Why you may need to talk to someone

Consents vary in complexity and there are only a few instances where you must consult with specific parties.  In applying for most consents (for water takes, discharges etc) there is no requirement to consult. However we recommend you to talk with people who may be affected by your work, ie neighbours, groups such as the Department of Conservation, Fish and Game, tangata whenua or affected members of the public when preparing your application as there can be benefits.

When HBRC considers a resource application we consider

  • the effect on the environment
  • how the activity will affect other people’s values, use and enjoyment of the environment.

Most of the resource consent applications HBRC receives do not have significant adverse effects and applicants are not required to consult with other people.  These applications are able to be processed on a ‘non-notified’ basis. 

However, if HBRC staff consider there are people who are adversely affected, the application will follow a ‘limited notification’ process, unless the affected people provide their written approval.

Where the impacts on the environment will be more than minor and the wider public will be affected, the application will follow a ‘publicnotification’ process and will be advertised in newspapers and on HBRC’s website.

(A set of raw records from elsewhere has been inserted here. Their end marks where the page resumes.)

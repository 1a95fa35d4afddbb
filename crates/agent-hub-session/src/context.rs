//! One isolated conversation/execution session.

use std::sync::Arc;

use agent_hub_core::{AgentLoop, ChatRecord, Log};
use serde::Serialize;
use uuid::Uuid;

use crate::{
    service::ServiceError,
    slot::{ExecutionSlot, ResultHandle},
};

/// Roster entry describing one live context, used by pollers to keep
/// the list of open conversations current.
#[derive(Debug, Clone, PartialEq, Eq, Serialize)]
pub struct ContextSummary {
    /// Context id.
    pub id: String,
    /// Creation order number.
    pub no: u64,
    /// Current log guid.
    pub log_guid: Uuid,
    /// Current log version counter.
    pub log_version: u64,
    /// Current log length.
    pub log_length: usize,
    /// Pause flag.
    pub paused: bool,
}

/// One stateful conversation session: identity, log, execution slot.
pub struct Context {
    id: String,
    no: u64,
    log: Arc<Log>,
    slot: ExecutionSlot,
}

impl Context {
    pub(crate) fn new(id: String, no: u64, agent: Arc<dyn AgentLoop>) -> Self {
        let log = Arc::new(Log::new());
        let slot = ExecutionSlot::spawn(agent, Arc::clone(&log));
        Self { id, no, log, slot }
    }

    /// Rebuild a context from its persisted chat record.
    pub(crate) fn restore(record: ChatRecord, no: u64, agent: Arc<dyn AgentLoop>) -> Self {
        let log = Arc::new(Log::from_parts(
            record.guid,
            record.version,
            record.entries,
            record.progress,
        ));
        let slot = ExecutionSlot::spawn(agent, Arc::clone(&log));
        Self {
            id: record.id,
            no,
            log,
            slot,
        }
    }

    /// Context id.
    #[must_use]
    pub fn id(&self) -> &str {
        &self.id
    }

    /// Creation order number; the lowest is the default context.
    #[must_use]
    pub const fn no(&self) -> u64 {
        self.no
    }

    /// The context's log.
    #[must_use]
    pub const fn log(&self) -> &Arc<Log> {
        &self.log
    }

    /// Hand one input to the execution slot. Fire-and-forget unless the
    /// caller keeps the handle.
    pub fn communicate(&self, text: impl Into<String>) -> ResultHandle {
        self.slot.submit(text)
    }

    /// Set or clear the pause flag.
    pub fn set_paused(&self, paused: bool) {
        self.slot.set_paused(paused);
    }

    /// Current pause flag.
    #[must_use]
    pub fn is_paused(&self) -> bool {
        self.slot.is_paused()
    }

    /// Whether a submission is currently in flight.
    #[must_use]
    pub fn is_busy(&self) -> bool {
        self.slot.is_busy()
    }

    /// Clear the log and assign it a fresh guid. The context keeps its
    /// id and registry membership.
    ///
    /// # Errors
    /// Fails fast with [`ServiceError::Busy`] while a submission is in
    /// flight. Queued submissions survive and write to the fresh log.
    pub fn reset(&self) -> Result<(), ServiceError> {
        if self.slot.is_busy() {
            return Err(ServiceError::Busy(self.id.clone()));
        }
        self.log.reset();
        Ok(())
    }

    /// Roster summary for pollers.
    #[must_use]
    pub fn summary(&self) -> ContextSummary {
        let meta = self.log.snapshot_meta();
        ContextSummary {
            id: self.id.clone(),
            no: self.no,
            log_guid: meta.guid,
            log_version: meta.version,
            log_length: meta.len,
            paused: self.is_paused(),
        }
    }

    /// Capture the full serialized form for persistence or export.
    #[must_use]
    pub fn export(&self) -> ChatRecord {
        let view = self.log.poll_view(0);
        ChatRecord {
            id: self.id.clone(),
            guid: view.meta.guid,
            version: view.meta.version,
            entries: view.entries,
            progress: view.progress,
        }
    }
}
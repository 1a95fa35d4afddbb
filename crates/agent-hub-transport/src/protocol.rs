//! Wire protocol for the HTTP message API.
//!
//! Every response carries a uniform envelope: `ok` plus a
//! human-readable `message`, with operation-specific fields alongside.

use agent_hub_core::LogEntry;
use agent_hub_session::{ContextSummary, PollReply};
use serde::{Deserialize, Serialize};
use uuid::Uuid;

/// Body for `/msg` and `/msg_sync`.
#[derive(Debug, Clone, Deserialize)]
pub struct MessageRequest {
    /// Target context id; empty selects or creates the default context.
    #[serde(default)]
    pub context: String,
    /// Input text.
    pub text: String,
}

/// Body for `/pause`.
#[derive(Debug, Clone, Deserialize)]
pub struct PauseRequest {
    #[serde(default)]
    pub context: String,
    pub paused: bool,
}

/// Body for `/poll`.
#[derive(Debug, Clone, Deserialize)]
pub struct PollRequest {
    #[serde(default)]
    pub context: String,
    /// Number of log entries the client has already seen.
    #[serde(default)]
    pub log_from: usize,
}

/// Body for `/reset`, `/remove` and `/export_chat`.
#[derive(Debug, Clone, Deserialize)]
pub struct ContextRequest {
    #[serde(default)]
    pub context: String,
}

/// Body for `/load_chats`.
#[derive(Debug, Clone, Deserialize)]
pub struct LoadChatsRequest {
    pub chats: Vec<String>,
}

/// Envelope for submissions.
#[derive(Debug, Clone, Serialize)]
pub struct MessageResponse {
    pub ok: bool,
    pub message: String,
    pub context: String,
}

/// Envelope for pause toggles.
#[derive(Debug, Clone, Serialize)]
pub struct PauseResponse {
    pub ok: bool,
    pub message: String,
    pub paused: bool,
}

/// Envelope for operations with no extra payload.
#[derive(Debug, Clone, Serialize)]
pub struct AckResponse {
    pub ok: bool,
    pub message: String,
}

/// Envelope for `/export_chat`.
#[derive(Debug, Clone, Serialize)]
pub struct ExportResponse {
    pub ok: bool,
    pub message: String,
    pub context: String,
    /// Serialized chat JSON.
    pub content: String,
}

/// Envelope for `/load_chats`.
#[derive(Debug, Clone, Serialize)]
pub struct LoadChatsResponse {
    pub ok: bool,
    pub message: String,
    pub ctxids: Vec<String>,
}

/// Envelope for `/poll`.
#[derive(Debug, Clone, Serialize)]
pub struct PollResponse {
    pub ok: bool,
    pub context: String,
    pub contexts: Vec<ContextSummary>,
    pub logs: Vec<LogEntry>,
    pub log_guid: Uuid,
    pub log_version: u64,
    pub log_progress: String,
    pub paused: bool,
}

impl From<PollReply> for PollResponse {
    fn from(reply: PollReply) -> Self {
        Self {
            ok: true,
            context: reply.context,
            contexts: reply.contexts,
            logs: reply.logs,
            log_guid: reply.log_guid,
            log_version: reply.log_version,
            log_progress: reply.log_progress,
            paused: reply.paused,
        }
    }
}

/// Uniform failure envelope.
#[derive(Debug, Clone, Serialize)]
pub struct ErrorResponse {
    pub ok: bool,
    pub message: String,
}

#[cfg(test)]
mod tests {
    use super::*;

    #[test]
    fn message_request_context_defaults_to_empty() {
        let req: MessageRequest = serde_json::from_str(r#"{"text":"hello"}"#).unwrap();
        assert_eq!(req.context, "");
        assert_eq!(req.text, "hello");
    }

    #[test]
    fn poll_request_defaults() {
        let req: PollRequest = serde_json::from_str("{}").unwrap();
        assert_eq!(req.context, "");
        assert_eq!(req.log_from, 0);

        let req: PollRequest =
            serde_json::from_str(r#"{"context":"c1","log_from":7}"#).unwrap();
        assert_eq!(req.context, "c1");
        assert_eq!(req.log_from, 7);
    }

    #[test]
    fn missing_text_is_a_parse_error() {
        assert!(serde_json::from_str::<MessageRequest>(r#"{"context":"x"}"#).is_err());
    }

    #[test]
    fn envelopes_serialize_ok_flag() {
        let json = serde_json::to_string(&AckResponse {
            ok: true,
            message: "Context removed.".to_string(),
        })
        .unwrap();
        assert!(json.contains(r#""ok":true"#));

        let json = serde_json::to_string(&ErrorResponse {
            ok: false,
            message: "Invalid request: no text".to_string(),
        })
        .unwrap();
        assert!(json.contains(r#""ok":false"#));
    }
}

We recommend that, even if you expect that your application will be processed as a non-notified application, you talk with people who may be affected by your application.

When applying for resource consent for activities in the coastal and marine area, there are cases you are required to consult with Customary Marine Title applicant groups before lodging your resource consent application.

General consultation

Landowners/ Neighbours
The owners and occupiers of either the land the activity will occur on or on neighbouring land may have views on any activities that could affect their use of or access to natural resources. For example as new bores and groundwater takes may affect their existing water supply, or discharges to land, air or water could affect their home or workplace.  They may also have more knowledge, so it is useful to talk with landowners and neighbours.

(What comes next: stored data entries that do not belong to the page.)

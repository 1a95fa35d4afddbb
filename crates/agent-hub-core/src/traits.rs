//! Traits for the agent loop and chat persistence.

use std::sync::Arc;

use async_trait::async_trait;
use serde::{Deserialize, Serialize};
use uuid::Uuid;

use crate::{
    error::{AgentError, StorageError},
    log::{Log, LogEntry},
};

/// The reasoning/tool loop running inside a context.
///
/// Given the context's log and one input text, an implementation
/// appends and revises log entries as it works and returns the final
/// response text. Failures are captured by the execution slot and
/// surfaced as failed results, never as service crashes.
#[async_trait]
pub trait AgentLoop: Send + Sync {
    /// Process one input to completion.
    async fn respond(&self, log: Arc<Log>, input: String) -> Result<String, AgentError>;
}

/// Serialized form of one chat, used for persistence and export.
#[derive(Debug, Clone, Serialize, Deserialize)]
pub struct ChatRecord {
    /// Context id.
    pub id: String,
    /// Log guid at the time of capture.
    pub guid: Uuid,
    /// Log version counter at the time of capture. Defaults to zero for
    /// records written before the counter was persisted; restore clamps
    /// it to the entries' highest `update_id`.
    #[serde(default)]
    pub version: u64,
    /// All log entries.
    pub entries: Vec<LogEntry>,
    /// Latest progress line.
    #[serde(default)]
    pub progress: String,
}

/// Trait for chat persistence backends.
#[async_trait]
pub trait ChatStorage: Send + Sync {
    /// Load every persisted chat. Invoked once at process start to
    /// repopulate the registry.
    async fn load_all(&self) -> Result<Vec<ChatRecord>, StorageError>;

    /// Persist one chat, replacing any previous version.
    async fn save(&self, record: &ChatRecord) -> Result<(), StorageError>;

    /// Delete a persisted chat. Absent ids are a no-op.
    async fn remove(&self, id: &str) -> Result<(), StorageError>;
}

#[cfg(test)]
mod tests {
    use super::*;
    use crate::log::EntryKind;

    #[test]
    fn chat_record_round_trips_through_json() {
        let record = ChatRecord {
            id: "ctx-1".to_string(),
            guid: Uuid::new_v4(),
            version: 3,
            entries: vec![LogEntry {
                no: 0,
                kind: EntryKind::User,
                heading: Some("User message".to_string()),
                content: "hello".to_string(),
                update_id: 1,
            }],
            progress: "done".to_string(),
        };

        let json = serde_json::to_string(&record).unwrap();
        let parsed: ChatRecord = serde_json::from_str(&json).unwrap();
        assert_eq!(parsed.id, record.id);
        assert_eq!(parsed.guid, record.guid);
        assert_eq!(parsed.version, record.version);
        assert_eq!(parsed.entries, record.entries);
        assert_eq!(parsed.progress, record.progress);
    }

    #[test]
    fn chat_record_optional_fields_default_when_missing() {
        let json = format!(r#"{{"id":"c","guid":"{}","entries":[]}}"#, Uuid::new_v4());
        let parsed: ChatRecord = serde_json::from_str(&json).unwrap();
        assert_eq!(parsed.progress, "");
        assert_eq!(parsed.version, 0);
    }
}
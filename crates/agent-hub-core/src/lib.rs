//! Core abstractions for multiplexed agent contexts.
//!
//! This crate provides the fundamental building blocks:
//! - `Log` - Versioned, append-mostly record of a context's output
//! - `LogEntry` / `EntryKind` - Typed log entries
//! - `AgentLoop` and `ChatStorage` traits
//! - `ChatRecord` - Serialized chat form for persistence and export

pub mod error;
pub mod log;
pub mod traits;

pub use error::{AgentError, LogError, StorageError};
pub use log::{EntryKind, Log, LogEntry, LogMeta, PollView};
pub use traits::{AgentLoop, ChatRecord, ChatStorage};
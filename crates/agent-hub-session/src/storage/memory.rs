//! In-memory chat storage.

use std::{collections::HashMap, sync::RwLock};

use agent_hub_core::{ChatRecord, ChatStorage, StorageError};
use async_trait::async_trait;

/// In-memory storage implementation.
///
/// Useful for development and tests. Data is lost on restart.
pub struct MemoryStorage {
    chats: RwLock<HashMap<String, ChatRecord>>,
}

impl MemoryStorage {
    /// Create a new in-memory storage.
    #[must_use]
    pub fn new() -> Self {
        Self {
            chats: RwLock::new(HashMap::new()),
        }
    }
}

impl Default for MemoryStorage {
    fn default() -> Self {
        Self::new()
    }
}

#[async_trait]
impl ChatStorage for MemoryStorage {
    async fn load_all(&self) -> Result<Vec<ChatRecord>, StorageError> {
        let chats = self
            .chats
            .read()
            .map_err(|e| StorageError::Internal(e.to_string()))?;

        let mut records: Vec<ChatRecord> = chats.values().cloned().collect();
        records.sort_by(|a, b| a.id.cmp(&b.id));
        Ok(records)
    }

    async fn save(&self, record: &ChatRecord) -> Result<(), StorageError> {
        self.chats
            .write()
            .map_err(|e| StorageError::Internal(e.to_string()))?
            .insert(record.id.clone(), record.clone());
        Ok(())
    }

    async fn remove(&self, id: &str) -> Result<(), StorageError> {
        self.chats
            .write()
            .map_err(|e| StorageError::Internal(e.to_string()))?
            .remove(id);
        Ok(())
    }
}
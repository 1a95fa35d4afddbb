//! Error types for the core building blocks.

use thiserror::Error;

/// Log error.
#[derive(Debug, Error)]
pub enum LogError {
    #[error("No log entry at position {0}")]
    NotFound(usize),
}

/// Failure raised by an agent loop while processing a submission.
///
/// Captured at the execution-slot boundary and resolved into a failed
/// result value; it never takes down the service or wedges the slot.
#[derive(Debug, Clone, Error)]
#[error("{0}")]
pub struct AgentError(pub String);

impl AgentError {
    /// Create an agent error from any message.
    #[must_use]
    pub fn new(message: impl Into<String>) -> Self {
        Self(message.into())
    }
}

/// Storage error.
///
/// Lookups never fail on absence (missing chats read as empty, removal
/// of a missing chat is a no-op), so the only failure is an internal
/// backend one.
#[derive(Debug, Error)]
pub enum StorageError {
    #[error("Storage error: {0}")]
    Internal(String),
}
use std::path::Path;

use super::ngram_model::NGramModel;
use super::serializer::{dump, extract, render};
use crate::error::{Error, Result};
use crate::io::{write_file, ArtifactPaths};
use crate::text::Corpus;

/// Outcome of persisting one order's artifacts.
#[derive(Debug)]
pub struct PersistOutcome {
	pub order: usize,
	pub result: Result<ArtifactPaths>,
}

/// The set of word n-gram models trained together, one per order.
///
/// This struct manages:
/// - `models`: one independent `NGramModel` per configured order, in
///   configuration order.
///
/// Models never share state: each one is trained over the same read-only
/// corpus and persisted on its own.
#[derive(Debug, Clone, PartialEq, Eq)]
pub struct ModelSet {
	models: Vec<NGramModel>,
}

impl ModelSet {
	/// Creates one empty model per order.
	///
	/// # Errors
	/// - [`Error::InvalidOrder`] if an order is 0 or `usize::MAX`
	/// - [`Error::DuplicateOrder`] if an order appears twice
	pub fn new(orders: &[usize]) -> Result<Self> {
		let mut models: Vec<NGramModel> = Vec::with_capacity(orders.len());
		for &order in orders {
			if models.iter().any(|model| model.order() == order) {
				return Err(Error::DuplicateOrder(order));
			}
			models.push(NGramModel::new(order)?);
		}
		Ok(Self { models })
	}

	pub fn models(&self) -> &[NGramModel] {
		&self.models
	}

	/// Returns the model of the given order, if configured.
	pub fn get(&self, order: usize) -> Option<&NGramModel> {
		self.models.iter().find(|model| model.order() == order)
	}

	/// Resets every model to empty.
	pub fn clear(&mut self) {
		self.models.iter_mut().for_each(NGramModel::clear);
	}

	/// Trains every model on `corpus`, accumulating into what is already recorded.
	///
	/// `workers` is forwarded to [`NGramModel::train_parallel`].
	pub fn train(&mut self, corpus: &Corpus, workers: usize) {
		for model in &mut self.models {
			model.train_parallel(corpus, workers);
			log::info!(
				"Gram {} model training completed ({} contexts, {} followers)",
				model.order(),
				model.len(),
				model.occurrences()
			);
		}
	}

	/// Loads the binary snapshots found under `output_dir` into the matching models.
	///
	/// Orders without a snapshot are left untouched. Returns the orders that
	/// were resumed.
	///
	/// # Errors
	/// Fails on the first unreadable or corrupt snapshot.
	pub fn resume<P: AsRef<Path>>(&mut self, output_dir: P) -> Result<Vec<usize>> {
		let mut resumed = Vec::new();
		for model in &mut self.models {
			let paths = ArtifactPaths::new(&output_dir, model.order());
			if !paths.snapshot.exists() {
				log::warn!("No snapshot at '{}', {}-gram model starts empty", paths.snapshot.display(), model.order());
				continue;
			}
			let snapshot = NGramModel::load_snapshot(&paths.snapshot)?;
			model.merge(&snapshot)?;
			log::info!("Resumed {}-gram model from '{}'", model.order(), paths.snapshot.display());
			resumed.push(model.order());
		}
		Ok(resumed)
	}

	/// Writes the artifacts of every order under `output_dir`.
	///
	/// Each order is written on its own: a failure is reported in that
	/// order's outcome and the remaining orders are still written.
	pub fn persist<P: AsRef<Path>>(&self, output_dir: P, snapshot: bool) -> Vec<PersistOutcome> {
		self.models
			.iter()
			.map(|model| {
				let paths = ArtifactPaths::new(&output_dir, model.order());
				PersistOutcome { order: model.order(), result: persist_model(model, paths, snapshot) }
			})
			.collect()
	}
}

/// Writes the dump, keys and values files (and optionally the snapshot) of one model.
fn persist_model(model: &NGramModel, paths: ArtifactPaths, snapshot: bool) -> Result<ArtifactPaths> {
	write_file(&paths.dump, dump(model)?)?;

	let (keys, values) = extract(model);
	write_file(&paths.keys, render(&keys))?;
	write_file(&paths.values, render(&values))?;

	if snapshot {
		model.save_snapshot(&paths.snapshot)?;
	}

	log::info!("Saved {}-gram model to '{}'", model.order(), paths.dir.display());
	Ok(paths)
}
use std::path::{Path, PathBuf};

use serde::Deserialize;

use crate::error::Result;
use crate::io::read_file;

/// Training run settings.
///
/// Every field is optional in the TOML file; missing ones take the
/// [`Default`] value.
///
/// ```toml
/// corpus = "training-data.txt"
/// output_dir = "models"
/// orders = [1, 2, 3]
/// workers = 8
/// rewrite_corpus = false
/// snapshot = true
/// ```
#[derive(Debug, Clone, PartialEq, Eq, Deserialize)]
#[serde(default, deny_unknown_fields)]
pub struct TrainConfig {
	/// Cleaned corpus, one dialogue line per subtitle block.
	pub corpus: PathBuf,
	/// Directory receiving one `<N>gram/` folder per order.
	pub output_dir: PathBuf,
	/// N-gram orders to build.
	pub orders: Vec<usize>,
	/// Worker threads per model; 0 or 1 trains sequentially.
	pub workers: usize,
	/// Write the normalized corpus back over `corpus`.
	pub rewrite_corpus: bool,
	/// Also write a binary snapshot per order.
	pub snapshot: bool,
}

impl Default for TrainConfig {
	fn default() -> Self {
		Self {
			corpus: PathBuf::from("training-data.txt"),
			output_dir: PathBuf::from("."),
			orders: vec![1, 2, 3],
			workers: num_cpus::get(),
			rewrite_corpus: false,
			snapshot: false,
		}
	}
}

impl TrainConfig {
	/// Loads settings from a TOML file.
	pub fn load<P: AsRef<Path>>(path: P) -> Result<Self> {
		Self::from_toml(&read_file(path)?)
	}

	pub fn from_toml(text: &str) -> Result<Self> {
		Ok(toml::from_str(text)?)
	}
}

#[cfg(test)]
mod tests {
	use super::*;

	#[test]
	fn empty_file_uses_defaults() {
		assert_eq!(TrainConfig::from_toml("").unwrap(), TrainConfig::default());
	}

	#[test]
	fn overrides_given_fields() {
		let config = TrainConfig::from_toml("output_dir = \"models\"\norders = [2]\nsnapshot = true\n").unwrap();
		assert_eq!(config.output_dir, PathBuf::from("models"));
		assert_eq!(config.orders, vec![2]);
		assert!(config.snapshot);
		assert_eq!(config.corpus, PathBuf::from("training-data.txt"));
	}

	#[test]
	fn rejects_unknown_fields() {
		assert!(TrainConfig::from_toml("order = 2").is_err());
	}
}
//! Subtitle corpus to word n-gram Markov chains.
//!
//! This crate provides:
//! - Subtitle cleaning and text normalization
//! - Corpus parsing into per-line token sequences
//! - Word n-gram models mapping contexts to observed followers
//! - Text and binary persistence of trained models
//!
//! Models are plain values: construct them empty, train (training
//! accumulates), read them, and `clear` them to start over.

/// Word n-gram models, training and serialization.
pub mod model;

/// Normalization, corpus parsing and subtitle cleaning.
pub mod text;

/// Training run settings (TOML).
pub mod config;

/// End-to-end training run: corpus file in, per-order artifacts out.
pub mod pipeline;

/// File helpers and artifact layout.
pub mod io;

mod error;

pub use config::TrainConfig;
pub use error::{Error, Result};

Tangata Whenua including our Treaty Partners
The impact of proposed activities on the relationship of Māori with the environment will be considered through the resource consent process.  Maori have a strong cultural and spiritual connection to the land, water, air and the sea through generations of historical links to an area and it is part of their cultural identity.  It may be useful to talk to appropriate people before lodging your application. You can see who some of these groups might be by using HBRC’s online mapping tool Pataka.

Organisations or Authorities
You may need to contact organisations for advice or permissions.

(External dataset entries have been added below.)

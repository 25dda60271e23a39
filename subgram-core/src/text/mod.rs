//! Text preparation: normalization, corpus parsing and subtitle cleaning.

/// Corpus parsing (lines → token sequences).
pub mod corpus;

/// SRT subtitle cleaning (blocks → one normalized line each).
pub mod subtitle;

pub use corpus::Corpus;

/// Removes ASCII punctuation and lowercases everything else.
///
/// Only the 32 ASCII punctuation symbols are dropped; non-ASCII symbols
/// are kept as-is. Applying it twice gives the same result as applying it once.
pub fn normalize(text: &str) -> String {
	text.chars()
		.filter(|c| !c.is_ascii_punctuation())
		.flat_map(char::to_lowercase)
		.collect()
}

#[cfg(test)]
mod tests {
	use super::*;

	#[test]
	fn strips_punctuation_and_lowercases() {
		assert_eq!(normalize("Hello, World! It's <i>me</i>..."), "hello world its imei");
	}

	#[test]
	fn removes_every_ascii_punctuation_symbol() {
		let punct = "!\"#$%&'()*+,-./:;<=>?@[\\]^_`{|}~";
		assert_eq!(punct.chars().count(), 32);
		assert_eq!(normalize(punct), "");
	}

	#[test]
	fn keeps_whitespace_and_unicode_letters() {
		assert_eq!(normalize("Ça VA\tbien\n¿Sí?"), "ça va\tbien\n¿sí");
	}

	#[test]
	fn is_idempotent() {
		let samples = ["The CAT, sat!", "  a--b  ", "ÉCOLE 42 {x}", ""];
		for sample in samples {
			let once = normalize(sample);
			assert_eq!(normalize(&once), once);
		}
	}
}
use crate::config::TrainConfig;
use crate::error::Result;
use crate::io::{read_corpus, write_file};
use crate::model::model_set::{ModelSet, PersistOutcome};
use crate::text::{normalize, Corpus};

/// Summary of a training run.
#[derive(Debug)]
pub struct TrainReport {
	/// Number of non-empty corpus lines trained on.
	pub samples: usize,
	/// Orders restored from snapshots before training.
	pub resumed: Vec<usize>,
	/// Trained models, still available to the caller.
	pub models: ModelSet,
	/// Per-order persistence results.
	pub outcomes: Vec<PersistOutcome>,
}

impl TrainReport {
	/// Outcomes whose artifacts could not be written.
	pub fn failures(&self) -> impl Iterator<Item = &PersistOutcome> {
		self.outcomes.iter().filter(|outcome| outcome.result.is_err())
	}
}

/// Loads, normalizes and parses the corpus, then trains and persists every order.
///
/// When `resume` is set, existing snapshots are loaded first and the new
/// corpus accumulates on top of them.
///
/// # Errors
/// Returns early (before any model exists) if the corpus cannot be read,
/// an order is invalid, or a snapshot cannot be resumed. Write failures are
/// not errors here: they are reported per order in [`TrainReport::outcomes`].
pub fn train(config: &TrainConfig, resume: bool) -> Result<TrainReport> {
	let raw = read_corpus(&config.corpus)?;
	let text = normalize(&raw);
	log::info!("Training data successfully loaded from '{}'", config.corpus.display());

	if config.rewrite_corpus {
		write_file(&config.corpus, &text)?;
		log::info!("Normalized corpus written back to '{}'", config.corpus.display());
	}

	let corpus = Corpus::parse(&text);
	log::info!("Parsed {} training samples ({} tokens)", corpus.len(), corpus.token_count());

	let mut models = ModelSet::new(&config.orders)?;
	let resumed = if resume { models.resume(&config.output_dir)? } else { Vec::new() };

	models.train(&corpus, config.workers);
	let outcomes = models.persist(&config.output_dir, config.snapshot);

	Ok(TrainReport { samples: corpus.len(), resumed, models, outcomes })
}
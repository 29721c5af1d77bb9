pub mod json_backend;

use std::path::PathBuf;

use crate::{errors::LedgerError, ledger::Expense};

pub type Result<T> = std::result::Result<T, LedgerError>;

/// Abstraction over persistence backends for the expense ledger.
///
/// The core never blocks on a backend mid-operation; callers load at
/// startup and persist after each mutation.
pub trait StorageBackend: Send + Sync {
    fn load(&self) -> Result<Vec<Expense>>;
    fn save(&self, expenses: &[Expense]) -> Result<()>;

    /// Writes a safety archive of the current records, used before a
    /// destructive reset. Returns the archive path.
    fn reset_backup(&self, expenses: &[Expense]) -> Result<PathBuf>;
}

pub use json_backend::{export_json, import_json, JsonStorage};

  • Local Councils –for any building consents and other permissions.
  • Department of Conservation – for activities that may affect the habitat native flora and fauna and/or create barriers to fish migration, such as culverts in streams, discharges and riparian vegetation clearance.
  • Fish & Game – for activities that will degrade or remove large areas of habitat and/or create significant barriers to migration of sport fish in popular fishing rivers.
  • Heritage New Zealand - Pouhere Taonga - where there is possible disturbance to an archaeological site. There is not a single complete register of this information in one place but you can check the Heritage NZ- Pouhere Taonga website, District/City Plans, HBRC records of significant sites and Treaty Claims lists of significant sites. 
  • Hawke’s Bay District Health Board, Public Health Unit – for activities that could adversely affect public health, such as discharges to water that might impact the quality of drinking water supply

Engaging with Tangata Whenua

Use and development of a natural and physical resource that has the potential to cause negative effects on the environment and cultural traditions can have adverse effects upon the values held by tangata whenua, and impact upon their cultural, social and economic well-being.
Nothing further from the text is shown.